CSR Kalimalang juga masuk agenda pembahasan. Pemkot ingin kawasan tersebut jadi ruang publik yang layak, bersih, dan menarik bagi warga.
Tri menyebut Pemkot juga sedang membuka ruang investasi wisata jangka panjang, terutama di kawasan Duta Harapan. Meski fiskal terbatas, ia mengajak sektor swasta ikut berkolaborasi.
“Bekasi butuh ruang hiburan keluarga. Kalau ada investor masuk, kita harus dukung. Tapi harus tetap pro-rakyat dan sesuai aturan,” kata Tri.

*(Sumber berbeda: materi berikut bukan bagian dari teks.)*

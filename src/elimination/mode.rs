use std::fmt;
use std::str::FromStr;

/// Target form of a reduction.
#[derive(Debug, Clone, Copy, PartialEq, Eq, Hash)]
#[cfg_attr(feature = "serde", derive(serde::Serialize))]
pub enum Mode {
    /// Row echelon form, pivots left as found.
    Ref,
    /// Row echelon form with every pivot scaled to 1.
    RefNormalized,
    /// Reduced row echelon form (Gauss-Jordan).
    Rref,
}

impl Mode {
    pub fn normalizes(self) -> bool {
        matches!(self, Mode::RefNormalized | Mode::Rref)
    }

    pub fn clears_above(self) -> bool {
        self == Mode::Rref
    }

    /// Label of the last recorded step.
    pub fn result_name(self) -> &'static str {
        match self {
            Mode::Ref => "Row echelon form",
            Mode::RefNormalized => "Row echelon form (leading ones)",
            Mode::Rref => "Reduced row echelon form",
        }
    }
}

impl fmt::Display for Mode {
    fn fmt(&self, f: &mut fmt::Formatter<'_>) -> fmt::Result {
        let name = match self {
            Mode::Ref => "ref",
            Mode::RefNormalized => "ref-leading-one",
            Mode::Rref => "rref",
        };
        write!(f, "{name}")
    }
}

impl FromStr for Mode {
    type Err = String;

    fn from_str(s: &str) -> Result<Self, Self::Err> {
        match s.trim().to_ascii_lowercase().as_str() {
            "ref" => Ok(Mode::Ref),
            "ref-leading-one" => Ok(Mode::RefNormalized),
            "rref" | "gauss-jordan" => Ok(Mode::Rref),
            other => Err(format!("Unknown reduction mode {other:?}")),
        }
    }
}

// --------------------------------------------------
//                      TESTS
// --------------------------------------------------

Isu ketenagakerjaan turut mendapat perhatian. Maraknya warga yang bekerja ke luar negeri tanpa pengawasan menjadi sorotan.
Tri meminta instansi terkait lebih ketat dalam proses penerbitan paspor agar tidak ada korban perdagangan orang atau pekerja ilegal.
Selain itu, Pemkot akan menyalurkan insentif RT/RW dan dana hibah RW pada Oktober mendatang. Langkah ini diharapkan memacu partisipasi warga dalam menjaga lingkungan.
Program bank sampah pun digenjot agar semua RW punya kelompok pengelola sampah. Targetnya, Bekasi jadi kota dengan sistem daur ulang yang lebih modern.
Di bidang pendidikan, Tri memastikan tidak ada anak Bekasi yang putus sekolah karena alasan ekonomi.
Pemkot telah menyiapkan sekolah rakyat dan fasilitas asrama gratis bagi siswa kurang mampu melalui Cevest dan Kementerian Sosial.
“Kita ingin sinergi ini berbuah pelayanan publik yang cepat, tepat, dan ramah bagi semua. Bekasi harus jadi kota yang aman, nyaman, dan inklusif,” tutup Tri.